▶ [What needs to be done]: Would you give the entries below again in full, exactly as they stand?

*** Block opens ***

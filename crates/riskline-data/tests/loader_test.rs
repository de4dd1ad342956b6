//! Integration tests for loading price tables from CSV files.

use chrono::NaiveDate;
use riskline_data::{
    BenchmarkOrigin, BenchmarkSource, ColumnResolution, ColumnSelector, CsvSource, DataError,
    load_benchmark, load_prices,
};
use std::path::PathBuf;

fn write_csv(name: &str, contents: &str) -> PathBuf {
    let path = std::env::temp_dir().join(name);
    std::fs::write(&path, contents).unwrap();
    path
}

#[test]
fn test_asset_csv_with_unsorted_rows_and_fallback_column() {
    let path = write_csv(
        "riskline_loader_asset.csv",
        "Date,Open,High,Low,Close\n\
         01/04/2024,10,11,9,\"1,010.0\"\n\
         01/02/2024,10,11,9,\"1,000.0\"\n\
         01/03/2024,10,11,9,\"1,005.0\"\n",
    );

    let loaded = load_prices(
        &CsvSource::new(&path),
        &ColumnSelector::Named("Adj Close".into()),
    )
    .unwrap();

    assert_eq!(
        loaded.column,
        ColumnResolution::Fallback {
            requested: "Adj Close".into(),
            used: "Close".into()
        }
    );
    assert_eq!(
        loaded.series.first_date(),
        NaiveDate::from_ymd_opt(2024, 1, 2)
    );
    assert_eq!(loaded.series.prices(), &[1000.0, 1005.0, 1010.0]);

    std::fs::remove_file(path).ok();
}

#[test]
fn test_csv_without_date_column_is_rejected() {
    let path = write_csv("riskline_loader_no_date.csv", "Day,Close\n2024-01-02,1\n");

    let err = load_prices(&CsvSource::new(&path), &ColumnSelector::First).unwrap_err();
    assert!(matches!(err, DataError::MissingColumn { ref column, .. } if column == "Date"));
    assert!(err.is_missing_data());

    std::fs::remove_file(path).ok();
}

#[test]
fn test_benchmark_from_existing_path() {
    let path = write_csv(
        "riskline_loader_market.csv",
        "Date,Market\n2024-01-02,50\n2024-01-03,51\n",
    );
    let asset = load_prices(
        &CsvSource::new(&path),
        &ColumnSelector::Named("Market".into()),
    )
    .unwrap();

    let source = BenchmarkSource::from_optional_path(Some(path.as_path()));
    let benchmark = load_benchmark(&source, &asset.series).unwrap();

    assert!(matches!(benchmark.origin, BenchmarkOrigin::External { .. }));
    assert_eq!(benchmark.prices.prices(), &[50.0, 51.0]);

    std::fs::remove_file(path).ok();
}
#![doc = include_str!("../README.md")]
#![doc(issue_tracker_base_url = "https://github.com/factordynamics/riskline/issues/")]
#![cfg_attr(docsrs, feature(doc_cfg, doc_auto_cfg))]
#![warn(missing_docs)]
#![deny(unsafe_code)]

pub mod capm;
pub mod decomposition;
pub mod metrics;
pub mod portfolio;
pub mod rate;
pub mod returns;
pub mod rolling;
pub mod stats;

// Re-export main types
pub use capm::{CapmRegression, CoefficientEstimate, FactorModelResult, RegressionError};
pub use decomposition::RiskDecomposition;
pub use metrics::{MetricsError, SummaryMetrics};
pub use portfolio::PortfolioWeights;
pub use rate::RiskFreeRate;
pub use returns::{AlignedReturns, CleaningReport, ReturnError, ReturnSeries, align, to_returns};
pub use rolling::{RollingAnalyzer, RollingError, RollingMetrics, RollingPoint};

*** Block closes ***

▶ [Your response]:
filename crates/riskline-data/tests/loader_test.rs
repository de4dd1ad342956b6
//! Integration tests for loading price tables from CSV files.

use chrono::NaiveDate;
use riskline_data::{
    BenchmarkOrigin, BenchmarkSource, ColumnResolution, ColumnSelector, CsvSource, DataError,
    load_benchmark, load_prices,
};
use std::path::PathBuf;

fn write_csv(name: &str, contents: &str) -> PathBuf {
    let path = std::env::temp_dir().join(name);
    std::fs::write(&path, contents).unwrap();
    path
}

#[test]
fn test_asset_csv_with_unsorted_rows_and_fallback_column() {
    let path = write_csv(
        "riskline_loader_asset.csv",
        "Date,Open,High,Low,Close\n\
         01/04/2024,10,11,9,\"1,010.0\"\n\
         01/02/2024,10,11,9,\"1,000.0\"\n\
         01/03/2024,10,11,9,\"1,005.0\"\n",
    );

    let loaded = load_prices(
        &CsvSource::new(&path),
        &ColumnSelector::Named("Adj Close".into()),
    )
    .unwrap();

    assert_eq!(
        loaded.column,
        ColumnResolution::Fallback {
            requested: "Adj Close".into(),
            used: "Close".into()
        }
    );
    assert_eq!(
        loaded.series.first_date(),
        NaiveDate::from_ymd_opt(2024, 1, 2)
    );
    assert_eq!(loaded.series.prices(), &[1000.0, 1005.0, 1010.0]);

    std::fs::remove_file(path).ok();
}

#[test]
fn test_csv_without_date_column_is_rejected() {
    let path = write_csv("riskline_loader_no_date.csv", "Day,Close\n2024-01-02,1\n");

    let err = load_prices(&CsvSource::new(&path), &ColumnSelector::First).unwrap_err();
    assert!(matches!(err, DataError::MissingColumn { ref column, .. } if column == "Date"));
    assert!(err.is_missing_data());

    std::fs::remove_file(path).ok();
}

#[test]
fn test_benchmark_from_existing_path() {
    let path = write_csv(
        "riskline_loader_market.csv",
        "Date,Market\n2024-01-02,50\n2024-01-03,51\n",
    );
    let asset = load_prices(
        &CsvSource::new(&path),
        &ColumnSelector::Named("Market".into()),
    )
    .unwrap();

    let source = BenchmarkSource::from_optional_path(Some(path.as_path()));
    let benchmark = load_benchmark(&source, &asset.series).unwrap();

    assert!(matches!(benchmark.origin, BenchmarkOrigin::External { .. }));
    assert_eq!(benchmark.prices.prices(), &[50.0, 51.0]);

    std::fs::remove_file(path).ok();
}
#![doc = include_str!("../README.md")]
#![doc(issue_tracker_base_url = "https://github.com/factordynamics/riskline/issues/")]
#![cfg_attr(docsrs, feature(doc_cfg, doc_auto_cfg))]
#![warn(missing_docs)]
#![deny(unsafe_code)]

pub mod capm;
pub mod decomposition;
pub mod metrics;
pub mod portfolio;
pub mod rate;
pub mod returns;
pub mod rolling;
pub mod stats;

// Re-export main types
pub use capm::{CapmRegression, CoefficientEstimate, FactorModelResult, RegressionError};
pub use decomposition::RiskDecomposition;
pub use metrics::{MetricsError, SummaryMetrics};
pub use portfolio::PortfolioWeights;
pub use rate::RiskFreeRate;
pub use returns::{AlignedReturns, CleaningReport, ReturnError, ReturnSeries, align, to_returns};
pub use rolling::{RollingAnalyzer, RollingError, RollingMetrics, RollingPoint};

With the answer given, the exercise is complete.